Dua saksi ahli lain adalah ahli hukum pidana, Mety Rahmawati Argo dan ahli sosiologi hukum, Trubus Rahardiansah. Trubus berpendapat terjadinya pro dan kontra yang ada di dunia maya bisa saja terjadi di dunia nyata. Penasehat hukum Ratna sebelumnya menilai Trubus tidak memenuhi kualifikasi sebagai ahli.
Sebelumnya pengacara Ratna, Insank Nasarudin, menilai cerita bohong kliennya tidak terbukti menimbulkan keonaran di tengah masyarakat. Dalam pembacaan nota pembelaan alias pledoi, Insank mengatakan bahwa keonaran yang dimaksud dalam Pasal 14 Ayat 1 Undang-Undang Nomor 1 Tahun 1946 tidak terjadi karena tidak ada pihak yang mengalami kerugian akibat berita bohong pemukulan terdakwa.

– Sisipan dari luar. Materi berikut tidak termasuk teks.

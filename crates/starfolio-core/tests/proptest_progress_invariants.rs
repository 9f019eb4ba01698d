//! Property-based invariant tests for the progress store and its feeders.
//!
//! 1. Unlocking twice keeps the first `unlocked_at`.
//! 2. Set-inserts are idempotent.
//! 3. Unlocks never revert, whatever else happens to the store.
//! 4. The key window keeps only the trailing ten codes.
//! 5. The exact sequence after any noise unlocks `king_mode`.
//! 6. Any single altered code does not.
//! 7. Dwell time never decreases while the section stays mounted.

use proptest::prelude::*;
use starfolio_core::dwell::DwellConfig;
use starfolio_core::secret::SECRET_SEQUENCE;
use starfolio_core::{AchievementId, DwellTimer, EyesMood, ProgressStore, SecretSequenceDetector};

// ── Helpers ─────────────────────────────────────────────────────────────

fn achievement_strategy() -> impl Strategy<Value = AchievementId> {
    prop::sample::select(AchievementId::ALL.to_vec())
}

#[derive(Debug, Clone)]
enum Op {
    Unlock(AchievementId, u64),
    Section(String),
    Key(u32),
    ResetKeys,
    Mood(u8),
    Panel(bool),
}

fn op_strategy() -> impl Strategy<Value = Op> {
    prop_oneof![
        (achievement_strategy(), 0u64..1_000_000).prop_map(|(id, t)| Op::Unlock(id, t)),
        "[a-z]{1,8}".prop_map(Op::Section),
        (0u32..256).prop_map(Op::Key),
        Just(Op::ResetKeys),
        (0u8..5).prop_map(Op::Mood),
        any::<bool>().prop_map(Op::Panel),
    ]
}

fn apply(store: &mut ProgressStore, op: &Op) {
    match op {
        Op::Unlock(id, t) => {
            store.unlock_achievement(*id, *t);
        }
        Op::Section(name) => {
            store.add_visited_section(name);
        }
        Op::Key(code) => {
            store.add_konami_key(*code);
        }
        Op::ResetKeys => store.reset_konami_progress(),
        Op::Mood(m) => {
            let mood = [
                EyesMood::Cold,
                EyesMood::Soft,
                EyesMood::Alert,
                EyesMood::Happy,
                EyesMood::Angry,
            ][*m as usize];
            store.set_eyes_mood(mood);
        }
        Op::Panel(show) => store.set_show_achievement_panel(*show),
    }
}

// ═════════════════════════════════════════════════════════════════════════
// 1-2. Idempotence
// ═════════════════════════════════════════════════════════════════════════

proptest! {
    #[test]
    fn unlock_keeps_first_timestamp(id in achievement_strategy(), first in 0u64..1_000_000, later in 0u64..1_000_000) {
        let mut store = ProgressStore::new();
        prop_assert!(store.unlock_achievement(id, first).is_some());
        prop_assert!(store.unlock_achievement(id, later).is_none());
        let achievement = store.state().achievement(id).unwrap();
        prop_assert!(achievement.unlocked);
        prop_assert_eq!(achievement.unlocked_at, Some(first));
        prop_assert_eq!(store.unlocked_count(), 1);
    }

    #[test]
    fn set_inserts_are_idempotent(names in prop::collection::vec("[a-z-]{1,12}", 1..20)) {
        let mut store = ProgressStore::new();
        for name in &names {
            store.add_hovered_technology(name);
            store.add_visited_project(name);
        }
        let hovered = store.state().hovered_technologies.len();
        let projects = store.state().visited_projects.len();
        for name in &names {
            prop_assert!(!store.add_hovered_technology(name));
            prop_assert!(!store.add_visited_project(name));
        }
        prop_assert_eq!(store.state().hovered_technologies.len(), hovered);
        prop_assert_eq!(store.state().visited_projects.len(), projects);

        let mut unique = names.clone();
        unique.sort();
        unique.dedup();
        prop_assert_eq!(hovered, unique.len());
    }
}

// ═════════════════════════════════════════════════════════════════════════
// 3. Monotonic unlocks
// ═════════════════════════════════════════════════════════════════════════

proptest! {
    #[test]
    fn unlocks_never_revert(ops in prop::collection::vec(op_strategy(), 0..60)) {
        let mut store = ProgressStore::new();
        let mut seen: Vec<AchievementId> = Vec::new();
        for op in &ops {
            apply(&mut store, op);
            for id in &seen {
                prop_assert!(store.is_achievement_unlocked(*id), "{:?} reverted after {:?}", id, op);
            }
            seen = AchievementId::ALL
                .iter()
                .copied()
                .filter(|id| store.is_achievement_unlocked(*id))
                .collect();
        }
        prop_assert_eq!(store.achievements().len(), 7);
    }
}

// ═════════════════════════════════════════════════════════════════════════
// 4-6. Sliding window
// ═════════════════════════════════════════════════════════════════════════

proptest! {
    #[test]
    fn window_keeps_trailing_ten(codes in prop::collection::vec(0u32..256, 0..40)) {
        let mut store = ProgressStore::new();
        for code in &codes {
            store.add_konami_key(*code);
        }
        let tail = &codes[codes.len().saturating_sub(10)..];
        prop_assert_eq!(store.konami_progress(), tail);
    }

    #[test]
    fn sequence_after_noise_unlocks(noise in prop::collection::vec(0u32..256, 0..30)) {
        let mut detector = SecretSequenceDetector::default();
        let mut store = ProgressStore::new();
        for code in noise.iter().chain(SECRET_SEQUENCE.iter()) {
            detector.on_key(*code, 1, &mut store);
        }
        prop_assert!(store.is_achievement_unlocked(AchievementId::KingMode));
    }

    #[test]
    fn single_altered_code_does_not_unlock(pos in 0usize..10, bump in 1u32..200) {
        let mut altered = SECRET_SEQUENCE;
        altered[pos] = altered[pos].wrapping_add(bump) % 256;
        prop_assume!(altered[pos] != SECRET_SEQUENCE[pos]);

        let mut detector = SecretSequenceDetector::default();
        let mut store = ProgressStore::new();
        for code in altered {
            detector.on_key(code, 1, &mut store);
        }
        prop_assert!(!store.is_achievement_unlocked(AchievementId::KingMode));
    }
}

// ═════════════════════════════════════════════════════════════════════════
// 7. Dwell monotonicity
// ═════════════════════════════════════════════════════════════════════════

proptest! {
    #[test]
    fn dwell_never_decreases_while_mounted(
        base in 0u64..50_000,
        steps in prop::collection::vec(0u64..5_000, 1..40),
    ) {
        let mut store = ProgressStore::new();
        store.set_about_time_spent(base);
        let mut dwell = DwellTimer::about(DwellConfig::default());
        let mut now = 1_000;
        dwell.mount(now, &store);

        let mut last = store.about_time_spent();
        for step in steps {
            now += step;
            dwell.tick(now, &mut store);
            let current = store.about_time_spent();
            prop_assert!(current >= last, "dwell went from {} to {}", last, current);
            last = current;
        }
        dwell.unmount(now, &mut store);
        prop_assert!(store.about_time_spent() >= last);
        prop_assert_eq!(store.about_time_spent(), base + (now - 1_000));
    }
}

Insank merujuk pada keterangan ahli Mudzakir yang menjelaskan keonaran adalah kekacauan yang tidak bisa dikendalikan lagi hingga harus ditertibkan aparat keamanan. Ia mencontohkan kerusuhan 1998 salah satu bentuk dari keonaran.
Insank menilai jika jaksa penutut umum terkesan memaksakan unsur keonaran dari pasal yang yang dimaksud. Bentuk keonaran yang dimaksud jaksa adalah demo oleh Laskar Muda Nusantara di depan Polda Metro Jaya, orasi sejumlah tokoh di Menteng, hingga pro kontra di sosial media adalah keliru.

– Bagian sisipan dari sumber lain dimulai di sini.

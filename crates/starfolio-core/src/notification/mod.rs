//! Notification queue.
//!
//! Two independent mechanisms share this module:
//!
//! - [`ContextualNotifier`]: one slot, shake-then-reveal, hold, clear. A new
//!   notification supersedes the current one and restarts the cycle.
//! - [`ToastQueue`]: one toast per unlock, each expiring on its own timer.

mod chime;
mod contextual;
mod toast;

pub use chime::{Chime, ChimeTone, SilentChime, TerminalBell, Waveform, LEVEL_UP};
pub use contextual::{ContextualNotifier, NotificationPhase, NotificationTimings};
pub use toast::{Toast, ToastQueue, ToastTimings};

use serde::{Deserialize, Serialize};

/// Transient contextual message.
#[derive(Debug, Clone, PartialEq, Eq, Serialize, Deserialize)]
pub struct Notification {
    #[serde(rename = "type")]
    pub kind: String,
    pub message: String,
}

impl Notification {
    pub fn new(kind: impl Into<String>, message: impl Into<String>) -> Self {
        Self {
            kind: kind.into(),
            message: message.into(),
        }
    }
}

Insank mengatakan aksi demo yang diikuti sekitar 20 orang tersebut bukan keonaran. Sebab, hal tersebut merupakan bagian dari menyampaikan pendapat yang dilindungi Undang-undang. Termasuk, kata dia, orasi yang disampaikan oleh sejumlah tokoh di kawasan Menteng pada Oktober 2018.

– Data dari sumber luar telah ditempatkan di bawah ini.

//! TOML-based application configuration.
//!
//! Stores the timing and behavior knobs of every sequencer:
//! - Intro title, subtitle and reveal delays
//! - Contextual notification and toast durations, unlock chime
//! - Navigation cooldown and return-home notice delay
//! - Dwell sampling interval and threshold
//! - Devtools auto-reset window and pointer throttle
//! - Per-store persistence policies
//!
//! Configuration is stored at `<data_dir>/config.toml`.

use serde::{Deserialize, Serialize};
use std::path::{Path, PathBuf};

use super::data_dir;
use super::persist::PersistPolicy;
use crate::devtools::DevToolsConfig;
use crate::dwell::DwellConfig;
use crate::error::{ConfigError, CoreError};
use crate::intro::IntroConfig;
use crate::navigation::NavigationConfig;
use crate::notification::{NotificationTimings, ToastTimings};
use crate::pointer::PointerConfig;

/// Persistence policy per store.
#[derive(Debug, Clone, Serialize, Deserialize)]
pub struct PersistenceConfig {
    #[serde(default = "default_progress_policy")]
    pub progress: PersistPolicy,
    /// `none` by default: the intro plays on every launch.
    #[serde(default = "default_intro_policy")]
    pub intro: PersistPolicy,
}

fn default_progress_policy() -> PersistPolicy {
    PersistPolicy::All
}
fn default_intro_policy() -> PersistPolicy {
    PersistPolicy::None
}

impl Default for PersistenceConfig {
    fn default() -> Self {
        Self {
            progress: default_progress_policy(),
            intro: default_intro_policy(),
        }
    }
}

/// Application configuration.
///
/// Serialized to/from TOML at `<data_dir>/config.toml`.
#[derive(Debug, Clone, Default, Serialize, Deserialize)]
pub struct Config {
    #[serde(default)]
    pub intro: IntroConfig,
    #[serde(default)]
    pub notifications: NotificationTimings,
    #[serde(default)]
    pub toasts: ToastTimings,
    #[serde(default)]
    pub navigation: NavigationConfig,
    #[serde(default)]
    pub dwell: DwellConfig,
    #[serde(default)]
    pub devtools: DevToolsConfig,
    #[serde(default)]
    pub pointer: PointerConfig,
    #[serde(default)]
    pub persistence: PersistenceConfig,
}

impl Config {
    fn get_json_value_by_path<'a>(
        root: &'a serde_json::Value,
        key: &str,
    ) -> Option<&'a serde_json::Value> {
        if key.is_empty() {
            return None;
        }
        root.pointer(&format!("/{}", key.replace('.', "/")))
    }

    fn set_json_value_by_path(
        root: &mut serde_json::Value,
        key: &str,
        value: &str,
    ) -> Result<(), ConfigError> {
        let invalid = |message: String| ConfigError::InvalidValue {
            key: key.to_string(),
            message,
        };
        let mut parts = key.split('.').peekable();
        if key.is_empty() {
            return Err(ConfigError::UnknownKey(key.to_string()));
        }

        let mut current = root;
        while let Some(part) = parts.next() {
            let is_leaf = parts.peek().is_none();
            if is_leaf {
                let obj = current
                    .as_object_mut()
                    .ok_or_else(|| ConfigError::UnknownKey(key.to_string()))?;
                let existing = obj
                    .get(part)
                    .ok_or_else(|| ConfigError::UnknownKey(key.to_string()))?;

                let new_value = match existing {
                    serde_json::Value::Bool(_) => serde_json::Value::Bool(
                        value
                            .parse::<bool>()
                            .map_err(|e| invalid(e.to_string()))?,
                    ),
                    serde_json::Value::Number(_) => value
                        .parse::<u64>()
                        .map(|n| serde_json::Value::Number(n.into()))
                        .map_err(|_| invalid(format!("cannot parse '{value}' as a duration")))?,
                    serde_json::Value::Object(_) | serde_json::Value::Array(_) => {
                        serde_json::from_str(value).map_err(|e| invalid(e.to_string()))?
                    }
                    _ => serde_json::Value::String(value.into()),
                };

                obj.insert(part.to_string(), new_value);
                return Ok(());
            }

            current = current
                .get_mut(part)
                .ok_or_else(|| ConfigError::UnknownKey(key.to_string()))?;
        }

        Err(ConfigError::UnknownKey(key.to_string()))
    }

    /// `<data_dir>/config.toml`.
    ///
    /// # Errors
    /// Returns an error if the data directory is unavailable.
    pub fn path() -> Result<PathBuf, ConfigError> {
        Ok(data_dir()?.join("config.toml"))
    }

    /// Load from the default location, writing defaults if absent.
    ///
    /// # Errors
    ///
    /// Returns an error if the config file exists but cannot be parsed,
    /// or if the default config cannot be written to disk.
    pub fn load() -> Result<Self, CoreError> {
        Self::load_from(&Self::path()?)
    }

    /// Load from `path`, writing defaults there if absent.
    ///
    /// # Errors
    ///
    /// Same as [`Config::load`].
    pub fn load_from(path: &Path) -> Result<Self, CoreError> {
        match std::fs::read_to_string(path) {
            Ok(content) => toml::from_str(&content).map_err(|e| {
                ConfigError::LoadFailed {
                    path: path.to_path_buf(),
                    message: e.to_string(),
                }
                .into()
            }),
            Err(e) if e.kind() == std::io::ErrorKind::NotFound => {
                let cfg = Self::default();
                cfg.save_to(path)?;
                Ok(cfg)
            }
            Err(e) => Err(ConfigError::LoadFailed {
                path: path.to_path_buf(),
                message: e.to_string(),
            }
            .into()),
        }
    }

    /// Persist to the default location.
    ///
    /// # Errors
    ///
    /// Returns an error if the config cannot be serialized or written to disk.
    pub fn save(&self) -> Result<(), CoreError> {
        self.save_to(&Self::path()?)
    }

    /// Persist to `path`.
    ///
    /// # Errors
    ///
    /// Same as [`Config::save`].
    pub fn save_to(&self, path: &Path) -> Result<(), CoreError> {
        let save_failed = |message: String| ConfigError::SaveFailed {
            path: path.to_path_buf(),
            message,
        };
        let content = toml::to_string_pretty(self).map_err(|e| save_failed(e.to_string()))?;
        std::fs::write(path, content).map_err(|e| save_failed(e.to_string()))?;
        Ok(())
    }

    /// Get a config value as string by dot-separated key.
    pub fn get(&self, key: &str) -> Option<String> {
        let json = serde_json::to_value(self).ok()?;
        let val = Self::get_json_value_by_path(&json, key)?;
        match val {
            serde_json::Value::String(s) => Some(s.clone()),
            other => Some(other.to_string()),
        }
    }

    /// Set a config value by key. Does not save.
    ///
    /// # Errors
    ///
    /// Returns an error if the key is unknown or the value does not fit it.
    pub fn set(&mut self, key: &str, value: &str) -> Result<(), ConfigError> {
        let mut json = serde_json::to_value(&*self).map_err(|e| ConfigError::InvalidValue {
            key: key.to_string(),
            message: e.to_string(),
        })?;
        Self::set_json_value_by_path(&mut json, key, value)?;
        *self = serde_json::from_value(json).map_err(|e| ConfigError::InvalidValue {
            key: key.to_string(),
            message: e.to_string(),
        })?;
        Ok(())
    }
}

Baca: Tak Peduli Lagi, Begini Ratna Sarumpaet Tanggapi Sengketa Pilpres
Ratna Sarumpaet dituntut penjara 6 tahun karena dianggap menyebarkan hoax sehingga menimbulkan keonaran. Ratna dianggap terbukti melanggar Pasal 14 Ayat 1 Undang-Undang Nomor 1 Tahun 1946 tentang Peraturan Hukum Pidana. Pasal 14 itu mengatur siapapun menyiarkan berita atau pemberitahuan bohong dengan sengaja memunculkan keonaran di masyarakat dihukum maksimal 10 tahun penjara.